==== EXCERPTED RECORDS

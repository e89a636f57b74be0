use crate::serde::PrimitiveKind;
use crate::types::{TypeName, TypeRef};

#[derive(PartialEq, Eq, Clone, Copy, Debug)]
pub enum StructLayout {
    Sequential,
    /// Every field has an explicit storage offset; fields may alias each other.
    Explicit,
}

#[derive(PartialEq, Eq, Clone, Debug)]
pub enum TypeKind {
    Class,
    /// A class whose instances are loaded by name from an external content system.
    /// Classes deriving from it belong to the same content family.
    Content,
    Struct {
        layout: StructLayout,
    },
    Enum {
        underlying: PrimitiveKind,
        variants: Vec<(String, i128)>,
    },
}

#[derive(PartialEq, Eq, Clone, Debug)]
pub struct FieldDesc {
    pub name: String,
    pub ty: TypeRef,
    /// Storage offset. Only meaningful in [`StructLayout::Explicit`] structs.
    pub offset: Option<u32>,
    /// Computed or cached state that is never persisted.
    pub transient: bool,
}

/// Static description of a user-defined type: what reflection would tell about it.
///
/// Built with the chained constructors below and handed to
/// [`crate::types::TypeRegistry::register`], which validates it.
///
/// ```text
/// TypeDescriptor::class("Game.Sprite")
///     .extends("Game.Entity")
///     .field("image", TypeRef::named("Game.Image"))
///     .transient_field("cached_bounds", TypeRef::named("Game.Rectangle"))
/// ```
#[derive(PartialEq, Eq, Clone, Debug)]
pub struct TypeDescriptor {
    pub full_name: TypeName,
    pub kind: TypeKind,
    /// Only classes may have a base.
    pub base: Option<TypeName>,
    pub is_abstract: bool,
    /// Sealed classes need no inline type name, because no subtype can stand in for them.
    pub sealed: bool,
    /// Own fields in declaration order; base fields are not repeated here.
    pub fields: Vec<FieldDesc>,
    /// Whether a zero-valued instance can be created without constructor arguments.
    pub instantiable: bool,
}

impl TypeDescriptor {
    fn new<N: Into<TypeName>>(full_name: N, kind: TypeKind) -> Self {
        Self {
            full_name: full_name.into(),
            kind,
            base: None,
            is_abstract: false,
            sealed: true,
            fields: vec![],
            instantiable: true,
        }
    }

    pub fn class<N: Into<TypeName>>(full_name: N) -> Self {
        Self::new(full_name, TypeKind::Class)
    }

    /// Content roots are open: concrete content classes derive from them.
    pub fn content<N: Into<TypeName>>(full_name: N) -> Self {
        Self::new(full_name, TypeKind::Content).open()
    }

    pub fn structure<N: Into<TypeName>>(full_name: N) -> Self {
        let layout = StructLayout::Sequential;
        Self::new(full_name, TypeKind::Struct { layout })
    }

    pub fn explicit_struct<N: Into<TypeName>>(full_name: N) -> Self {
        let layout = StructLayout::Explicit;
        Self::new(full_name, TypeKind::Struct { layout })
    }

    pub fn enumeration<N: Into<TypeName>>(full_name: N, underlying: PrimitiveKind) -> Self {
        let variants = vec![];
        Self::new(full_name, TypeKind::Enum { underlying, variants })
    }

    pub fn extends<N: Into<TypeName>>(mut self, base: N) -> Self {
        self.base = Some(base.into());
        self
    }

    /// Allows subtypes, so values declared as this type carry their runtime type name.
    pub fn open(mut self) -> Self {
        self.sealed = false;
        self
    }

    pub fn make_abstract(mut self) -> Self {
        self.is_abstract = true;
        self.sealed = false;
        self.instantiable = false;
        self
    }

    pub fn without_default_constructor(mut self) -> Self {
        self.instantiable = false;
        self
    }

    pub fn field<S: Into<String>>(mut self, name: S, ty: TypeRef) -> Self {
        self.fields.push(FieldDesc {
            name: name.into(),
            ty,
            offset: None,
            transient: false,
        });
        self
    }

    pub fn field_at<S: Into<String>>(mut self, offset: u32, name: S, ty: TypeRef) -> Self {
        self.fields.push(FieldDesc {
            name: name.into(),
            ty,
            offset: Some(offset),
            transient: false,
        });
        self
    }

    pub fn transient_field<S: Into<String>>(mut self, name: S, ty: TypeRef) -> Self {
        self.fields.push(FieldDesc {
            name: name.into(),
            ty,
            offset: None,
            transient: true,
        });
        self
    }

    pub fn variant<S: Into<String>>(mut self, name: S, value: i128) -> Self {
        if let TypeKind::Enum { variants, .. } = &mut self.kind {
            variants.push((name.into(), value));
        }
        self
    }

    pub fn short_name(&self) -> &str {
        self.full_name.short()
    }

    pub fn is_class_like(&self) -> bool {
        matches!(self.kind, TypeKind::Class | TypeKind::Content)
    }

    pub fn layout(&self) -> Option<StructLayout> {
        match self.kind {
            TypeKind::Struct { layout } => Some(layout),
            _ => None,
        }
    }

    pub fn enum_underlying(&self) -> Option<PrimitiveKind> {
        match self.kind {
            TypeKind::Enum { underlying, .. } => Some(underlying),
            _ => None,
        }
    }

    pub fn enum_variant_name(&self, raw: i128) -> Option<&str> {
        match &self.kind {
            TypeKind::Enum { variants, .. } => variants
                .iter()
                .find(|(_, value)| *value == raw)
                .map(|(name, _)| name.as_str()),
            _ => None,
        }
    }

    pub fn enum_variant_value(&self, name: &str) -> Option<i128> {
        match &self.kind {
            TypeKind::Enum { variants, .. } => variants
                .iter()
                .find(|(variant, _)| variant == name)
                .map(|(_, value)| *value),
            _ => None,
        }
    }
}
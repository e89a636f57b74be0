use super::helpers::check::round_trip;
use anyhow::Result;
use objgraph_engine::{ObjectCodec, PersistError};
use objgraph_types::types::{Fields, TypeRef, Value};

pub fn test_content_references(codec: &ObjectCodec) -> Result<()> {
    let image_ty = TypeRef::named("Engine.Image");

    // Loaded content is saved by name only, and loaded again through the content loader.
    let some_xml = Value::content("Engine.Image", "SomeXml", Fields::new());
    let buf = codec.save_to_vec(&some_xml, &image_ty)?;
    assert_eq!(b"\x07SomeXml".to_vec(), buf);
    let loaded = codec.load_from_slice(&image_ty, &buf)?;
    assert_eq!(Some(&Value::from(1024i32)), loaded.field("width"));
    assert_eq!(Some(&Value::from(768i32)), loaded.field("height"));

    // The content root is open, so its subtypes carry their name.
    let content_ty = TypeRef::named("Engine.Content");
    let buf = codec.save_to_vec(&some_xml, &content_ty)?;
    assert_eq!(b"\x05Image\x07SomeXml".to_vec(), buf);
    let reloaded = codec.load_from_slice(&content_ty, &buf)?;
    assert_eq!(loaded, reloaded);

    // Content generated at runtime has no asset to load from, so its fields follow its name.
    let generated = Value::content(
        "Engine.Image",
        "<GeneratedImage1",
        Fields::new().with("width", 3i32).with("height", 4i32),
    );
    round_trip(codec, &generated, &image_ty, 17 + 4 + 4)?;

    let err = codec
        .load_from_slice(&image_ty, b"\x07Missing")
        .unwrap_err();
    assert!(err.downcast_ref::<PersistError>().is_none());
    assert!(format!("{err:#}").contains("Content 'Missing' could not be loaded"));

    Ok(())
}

========
==== EXCERPTED RECORDS

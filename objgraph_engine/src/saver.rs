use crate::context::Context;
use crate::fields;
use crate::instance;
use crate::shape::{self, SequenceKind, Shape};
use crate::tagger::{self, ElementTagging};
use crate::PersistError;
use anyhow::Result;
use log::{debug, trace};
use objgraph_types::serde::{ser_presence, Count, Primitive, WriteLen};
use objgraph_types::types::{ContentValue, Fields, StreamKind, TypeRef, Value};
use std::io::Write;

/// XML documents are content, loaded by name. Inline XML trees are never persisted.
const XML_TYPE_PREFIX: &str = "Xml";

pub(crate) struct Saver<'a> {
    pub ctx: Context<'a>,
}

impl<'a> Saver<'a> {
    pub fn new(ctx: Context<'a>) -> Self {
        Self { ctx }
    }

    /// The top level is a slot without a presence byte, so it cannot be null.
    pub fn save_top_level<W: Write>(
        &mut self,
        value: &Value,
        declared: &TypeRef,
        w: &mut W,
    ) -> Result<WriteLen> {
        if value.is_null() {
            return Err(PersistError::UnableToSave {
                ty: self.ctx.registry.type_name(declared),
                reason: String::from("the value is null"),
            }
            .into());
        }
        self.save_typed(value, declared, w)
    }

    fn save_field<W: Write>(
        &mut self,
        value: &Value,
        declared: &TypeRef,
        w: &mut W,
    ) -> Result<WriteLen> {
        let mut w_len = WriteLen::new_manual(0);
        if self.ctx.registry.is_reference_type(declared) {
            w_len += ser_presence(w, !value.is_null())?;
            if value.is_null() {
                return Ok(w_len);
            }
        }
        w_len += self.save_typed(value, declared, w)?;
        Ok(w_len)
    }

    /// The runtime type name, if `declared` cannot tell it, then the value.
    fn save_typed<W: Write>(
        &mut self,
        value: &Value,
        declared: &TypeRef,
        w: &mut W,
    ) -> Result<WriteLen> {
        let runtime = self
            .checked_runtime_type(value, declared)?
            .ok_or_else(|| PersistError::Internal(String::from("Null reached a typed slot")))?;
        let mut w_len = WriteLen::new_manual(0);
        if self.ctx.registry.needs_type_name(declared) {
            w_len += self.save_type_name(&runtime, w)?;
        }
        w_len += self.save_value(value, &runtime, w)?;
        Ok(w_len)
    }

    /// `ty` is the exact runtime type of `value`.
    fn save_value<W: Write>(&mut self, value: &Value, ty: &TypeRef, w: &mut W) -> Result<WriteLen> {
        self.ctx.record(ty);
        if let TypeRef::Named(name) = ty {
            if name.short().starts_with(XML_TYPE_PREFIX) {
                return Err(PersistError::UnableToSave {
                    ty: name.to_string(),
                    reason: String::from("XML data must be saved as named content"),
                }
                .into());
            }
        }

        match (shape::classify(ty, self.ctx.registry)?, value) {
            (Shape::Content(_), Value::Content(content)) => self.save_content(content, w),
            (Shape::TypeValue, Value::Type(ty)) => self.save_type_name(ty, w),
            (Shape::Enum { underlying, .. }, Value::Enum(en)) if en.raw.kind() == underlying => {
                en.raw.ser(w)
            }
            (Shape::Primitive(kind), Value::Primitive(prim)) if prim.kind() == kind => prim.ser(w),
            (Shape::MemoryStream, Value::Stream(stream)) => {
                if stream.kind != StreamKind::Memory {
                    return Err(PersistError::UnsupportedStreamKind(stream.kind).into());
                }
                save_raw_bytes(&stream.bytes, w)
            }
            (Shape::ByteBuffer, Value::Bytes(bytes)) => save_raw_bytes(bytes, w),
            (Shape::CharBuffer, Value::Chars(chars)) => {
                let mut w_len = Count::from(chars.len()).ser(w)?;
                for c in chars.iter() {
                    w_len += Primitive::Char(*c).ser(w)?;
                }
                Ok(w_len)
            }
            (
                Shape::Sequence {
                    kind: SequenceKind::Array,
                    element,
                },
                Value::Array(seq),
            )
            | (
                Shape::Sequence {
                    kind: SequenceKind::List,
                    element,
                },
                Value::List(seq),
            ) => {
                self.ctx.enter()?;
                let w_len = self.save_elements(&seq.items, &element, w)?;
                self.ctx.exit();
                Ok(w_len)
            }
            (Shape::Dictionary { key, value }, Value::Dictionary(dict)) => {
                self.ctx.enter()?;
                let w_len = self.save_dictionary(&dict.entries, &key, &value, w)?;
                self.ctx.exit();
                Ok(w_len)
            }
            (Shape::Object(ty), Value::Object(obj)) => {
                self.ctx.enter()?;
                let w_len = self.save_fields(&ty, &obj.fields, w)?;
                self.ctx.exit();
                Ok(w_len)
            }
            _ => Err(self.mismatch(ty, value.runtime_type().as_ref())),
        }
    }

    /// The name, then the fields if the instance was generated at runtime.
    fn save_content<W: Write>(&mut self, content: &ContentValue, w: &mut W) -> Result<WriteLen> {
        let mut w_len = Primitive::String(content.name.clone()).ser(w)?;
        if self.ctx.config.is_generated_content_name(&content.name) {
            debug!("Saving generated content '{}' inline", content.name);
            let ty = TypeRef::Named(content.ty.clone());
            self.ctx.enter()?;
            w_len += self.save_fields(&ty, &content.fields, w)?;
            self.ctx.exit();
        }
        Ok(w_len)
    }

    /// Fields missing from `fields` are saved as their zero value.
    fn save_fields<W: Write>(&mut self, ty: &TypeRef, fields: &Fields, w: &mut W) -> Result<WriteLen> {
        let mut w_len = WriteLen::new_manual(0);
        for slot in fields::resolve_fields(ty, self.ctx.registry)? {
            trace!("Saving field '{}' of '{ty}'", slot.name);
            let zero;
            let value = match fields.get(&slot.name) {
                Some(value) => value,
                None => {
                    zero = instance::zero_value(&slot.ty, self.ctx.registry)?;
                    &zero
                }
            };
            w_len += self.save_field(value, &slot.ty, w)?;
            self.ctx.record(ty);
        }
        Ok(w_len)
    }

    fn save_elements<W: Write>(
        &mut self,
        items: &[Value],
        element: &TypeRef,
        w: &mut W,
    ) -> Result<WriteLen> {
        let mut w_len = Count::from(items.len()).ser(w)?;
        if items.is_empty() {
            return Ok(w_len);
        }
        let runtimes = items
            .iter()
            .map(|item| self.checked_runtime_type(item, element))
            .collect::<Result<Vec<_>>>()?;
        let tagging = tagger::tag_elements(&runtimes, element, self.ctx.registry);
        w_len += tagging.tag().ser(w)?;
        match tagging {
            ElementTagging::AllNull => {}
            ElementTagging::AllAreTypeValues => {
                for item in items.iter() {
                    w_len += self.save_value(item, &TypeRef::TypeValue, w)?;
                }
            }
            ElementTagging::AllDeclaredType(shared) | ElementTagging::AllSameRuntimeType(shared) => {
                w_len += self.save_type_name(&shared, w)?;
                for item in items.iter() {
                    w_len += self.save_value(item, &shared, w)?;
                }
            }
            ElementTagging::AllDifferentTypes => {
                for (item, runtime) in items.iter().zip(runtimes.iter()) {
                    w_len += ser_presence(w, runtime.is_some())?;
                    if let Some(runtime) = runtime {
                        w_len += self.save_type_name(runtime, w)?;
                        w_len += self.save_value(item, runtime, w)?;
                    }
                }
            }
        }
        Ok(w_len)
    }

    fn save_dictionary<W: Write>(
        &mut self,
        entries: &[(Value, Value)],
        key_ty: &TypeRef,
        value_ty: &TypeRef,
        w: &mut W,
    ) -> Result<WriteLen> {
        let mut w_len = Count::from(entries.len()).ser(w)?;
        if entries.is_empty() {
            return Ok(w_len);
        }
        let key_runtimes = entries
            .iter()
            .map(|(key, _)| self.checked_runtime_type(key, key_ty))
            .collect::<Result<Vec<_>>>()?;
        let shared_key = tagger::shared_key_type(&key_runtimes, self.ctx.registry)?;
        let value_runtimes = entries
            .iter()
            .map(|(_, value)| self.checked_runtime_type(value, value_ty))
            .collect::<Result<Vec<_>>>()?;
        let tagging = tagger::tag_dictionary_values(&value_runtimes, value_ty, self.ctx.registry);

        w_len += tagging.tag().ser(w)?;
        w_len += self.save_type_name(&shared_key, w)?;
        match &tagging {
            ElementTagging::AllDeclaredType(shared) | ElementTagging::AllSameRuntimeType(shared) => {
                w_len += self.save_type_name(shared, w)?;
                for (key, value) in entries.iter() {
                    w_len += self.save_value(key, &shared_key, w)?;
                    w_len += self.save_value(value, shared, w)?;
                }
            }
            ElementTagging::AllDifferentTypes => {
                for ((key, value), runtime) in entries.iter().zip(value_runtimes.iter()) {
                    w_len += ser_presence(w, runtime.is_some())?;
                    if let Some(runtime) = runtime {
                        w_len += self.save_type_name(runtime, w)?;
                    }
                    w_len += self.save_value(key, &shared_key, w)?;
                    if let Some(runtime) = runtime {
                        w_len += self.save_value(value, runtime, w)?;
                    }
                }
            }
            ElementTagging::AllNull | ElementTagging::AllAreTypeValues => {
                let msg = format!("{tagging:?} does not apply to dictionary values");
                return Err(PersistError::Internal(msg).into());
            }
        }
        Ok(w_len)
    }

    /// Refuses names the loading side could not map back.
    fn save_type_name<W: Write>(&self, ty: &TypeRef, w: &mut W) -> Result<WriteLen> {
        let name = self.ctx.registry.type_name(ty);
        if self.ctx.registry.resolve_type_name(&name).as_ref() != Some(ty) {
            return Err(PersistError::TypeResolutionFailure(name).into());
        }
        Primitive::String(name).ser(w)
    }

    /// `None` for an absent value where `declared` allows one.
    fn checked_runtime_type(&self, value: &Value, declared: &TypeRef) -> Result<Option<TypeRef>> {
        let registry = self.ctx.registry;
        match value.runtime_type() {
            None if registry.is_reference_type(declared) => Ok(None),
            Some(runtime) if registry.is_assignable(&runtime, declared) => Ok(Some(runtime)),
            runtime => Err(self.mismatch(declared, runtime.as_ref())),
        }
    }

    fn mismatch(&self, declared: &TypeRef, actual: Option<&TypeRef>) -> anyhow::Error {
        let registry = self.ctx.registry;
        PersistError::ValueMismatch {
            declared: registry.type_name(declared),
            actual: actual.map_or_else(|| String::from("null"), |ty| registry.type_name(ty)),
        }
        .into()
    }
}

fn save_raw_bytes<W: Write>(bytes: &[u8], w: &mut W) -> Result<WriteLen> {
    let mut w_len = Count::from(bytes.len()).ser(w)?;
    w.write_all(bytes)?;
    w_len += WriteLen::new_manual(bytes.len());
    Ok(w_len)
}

========
==== EXCERPTED RECORDS

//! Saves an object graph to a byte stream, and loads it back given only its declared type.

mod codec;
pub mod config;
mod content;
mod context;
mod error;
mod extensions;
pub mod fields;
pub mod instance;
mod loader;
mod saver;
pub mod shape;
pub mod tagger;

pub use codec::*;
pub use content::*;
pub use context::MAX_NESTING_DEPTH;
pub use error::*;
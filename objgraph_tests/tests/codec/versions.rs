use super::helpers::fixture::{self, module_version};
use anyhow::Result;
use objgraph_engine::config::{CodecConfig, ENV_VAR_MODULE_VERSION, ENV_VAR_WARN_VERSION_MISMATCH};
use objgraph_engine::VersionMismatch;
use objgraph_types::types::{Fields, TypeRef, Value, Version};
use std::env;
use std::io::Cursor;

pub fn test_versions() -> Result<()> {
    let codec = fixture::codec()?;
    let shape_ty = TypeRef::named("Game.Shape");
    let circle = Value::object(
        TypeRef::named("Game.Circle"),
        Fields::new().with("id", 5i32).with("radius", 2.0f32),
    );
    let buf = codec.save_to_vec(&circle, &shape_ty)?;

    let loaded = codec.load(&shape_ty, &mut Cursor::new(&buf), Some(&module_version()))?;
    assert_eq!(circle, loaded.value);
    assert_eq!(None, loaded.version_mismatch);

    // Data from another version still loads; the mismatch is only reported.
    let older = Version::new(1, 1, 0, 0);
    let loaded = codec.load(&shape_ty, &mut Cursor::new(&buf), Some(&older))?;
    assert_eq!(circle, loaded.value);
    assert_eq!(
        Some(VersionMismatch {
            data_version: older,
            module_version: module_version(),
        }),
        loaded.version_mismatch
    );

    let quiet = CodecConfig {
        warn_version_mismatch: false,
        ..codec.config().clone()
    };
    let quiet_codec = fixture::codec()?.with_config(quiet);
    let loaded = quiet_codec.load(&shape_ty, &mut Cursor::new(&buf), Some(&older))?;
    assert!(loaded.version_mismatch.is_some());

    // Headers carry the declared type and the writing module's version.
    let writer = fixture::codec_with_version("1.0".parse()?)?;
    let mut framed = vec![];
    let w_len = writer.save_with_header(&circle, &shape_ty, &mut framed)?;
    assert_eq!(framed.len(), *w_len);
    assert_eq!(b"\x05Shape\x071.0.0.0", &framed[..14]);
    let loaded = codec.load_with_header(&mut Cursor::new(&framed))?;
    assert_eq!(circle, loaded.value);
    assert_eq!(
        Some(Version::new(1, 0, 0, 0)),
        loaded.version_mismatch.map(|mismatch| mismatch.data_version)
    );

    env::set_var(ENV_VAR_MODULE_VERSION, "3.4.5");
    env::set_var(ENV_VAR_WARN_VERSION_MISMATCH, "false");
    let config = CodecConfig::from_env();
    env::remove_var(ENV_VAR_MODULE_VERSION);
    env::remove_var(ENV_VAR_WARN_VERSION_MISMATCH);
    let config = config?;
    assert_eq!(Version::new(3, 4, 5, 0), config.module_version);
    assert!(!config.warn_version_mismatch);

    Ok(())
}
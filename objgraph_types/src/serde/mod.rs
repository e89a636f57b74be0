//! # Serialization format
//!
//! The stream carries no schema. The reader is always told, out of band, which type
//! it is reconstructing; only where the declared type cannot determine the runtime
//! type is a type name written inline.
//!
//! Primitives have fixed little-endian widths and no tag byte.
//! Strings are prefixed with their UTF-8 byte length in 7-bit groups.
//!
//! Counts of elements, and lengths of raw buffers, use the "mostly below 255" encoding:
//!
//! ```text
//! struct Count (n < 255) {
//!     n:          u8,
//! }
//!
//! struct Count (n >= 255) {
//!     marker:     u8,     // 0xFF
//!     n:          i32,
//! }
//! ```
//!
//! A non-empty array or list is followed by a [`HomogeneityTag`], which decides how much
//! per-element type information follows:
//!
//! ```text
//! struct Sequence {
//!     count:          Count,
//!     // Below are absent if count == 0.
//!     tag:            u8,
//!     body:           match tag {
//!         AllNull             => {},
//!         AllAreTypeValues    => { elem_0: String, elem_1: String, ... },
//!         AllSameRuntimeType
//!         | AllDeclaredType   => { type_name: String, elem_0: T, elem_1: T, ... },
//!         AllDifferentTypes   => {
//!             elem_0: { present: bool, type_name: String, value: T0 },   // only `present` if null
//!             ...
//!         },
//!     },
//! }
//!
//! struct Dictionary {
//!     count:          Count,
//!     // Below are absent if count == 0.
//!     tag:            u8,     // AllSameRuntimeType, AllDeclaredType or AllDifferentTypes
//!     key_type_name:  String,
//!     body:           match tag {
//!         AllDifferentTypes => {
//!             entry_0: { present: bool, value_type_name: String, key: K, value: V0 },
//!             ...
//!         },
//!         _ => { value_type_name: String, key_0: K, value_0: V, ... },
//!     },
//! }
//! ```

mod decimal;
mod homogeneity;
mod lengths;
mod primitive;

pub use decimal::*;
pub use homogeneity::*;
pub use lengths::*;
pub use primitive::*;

========

### WHAT YOU SHOULD DO
The range runs from the line above containing "tagger::tag_elements(&runtimes, element, self.ctx.registry);" to the line containing "w_len += self.save_type_name(shared, w)?;", inclusive. Restate those lines word for word and no others.

### SOLUTION FOR THIS PROBLEM
        let tagging = tagger::tag_elements(&runtimes, element, self.ctx.registry);
        w_len += tagging.tag().ser(w)?;
        match tagging {
            ElementTagging::AllNull => {}
            ElementTagging::AllAreTypeValues => {
                for item in items.iter() {
                    w_len += self.save_value(item, &TypeRef::TypeValue, w)?;
                }
            }
            ElementTagging::AllDeclaredType(shared) | ElementTagging::AllSameRuntimeType(shared) => {
                w_len += self.save_type_name(&shared, w)?;
                for item in items.iter() {
                    w_len += self.save_value(item, &shared, w)?;
                }
            }
            ElementTagging::AllDifferentTypes => {
                for (item, runtime) in items.iter().zip(runtimes.iter()) {
                    w_len += ser_presence(w, runtime.is_some())?;
                    if let Some(runtime) = runtime {
                        w_len += self.save_type_name(runtime, w)?;
                        w_len += self.save_value(item, runtime, w)?;
                    }
                }
            }
        }
        Ok(w_len)
    }

    fn save_dictionary<W: Write>(
        &mut self,
        entries: &[(Value, Value)],
        key_ty: &TypeRef,
        value_ty: &TypeRef,
        w: &mut W,
    ) -> Result<WriteLen> {
        let mut w_len = Count::from(entries.len()).ser(w)?;
        if entries.is_empty() {
            return Ok(w_len);
        }
        let key_runtimes = entries
            .iter()
            .map(|(key, _)| self.checked_runtime_type(key, key_ty))
            .collect::<Result<Vec<_>>>()?;
        let shared_key = tagger::shared_key_type(&key_runtimes, self.ctx.registry)?;
        let value_runtimes = entries
            .iter()
            .map(|(_, value)| self.checked_runtime_type(value, value_ty))
            .collect::<Result<Vec<_>>>()?;
        let tagging = tagger::tag_dictionary_values(&value_runtimes, value_ty, self.ctx.registry);

        w_len += tagging.tag().ser(w)?;
        w_len += self.save_type_name(&shared_key, w)?;
        match &tagging {
            ElementTagging::AllDeclaredType(shared) | ElementTagging::AllSameRuntimeType(shared) => {
                w_len += self.save_type_name(shared, w)?;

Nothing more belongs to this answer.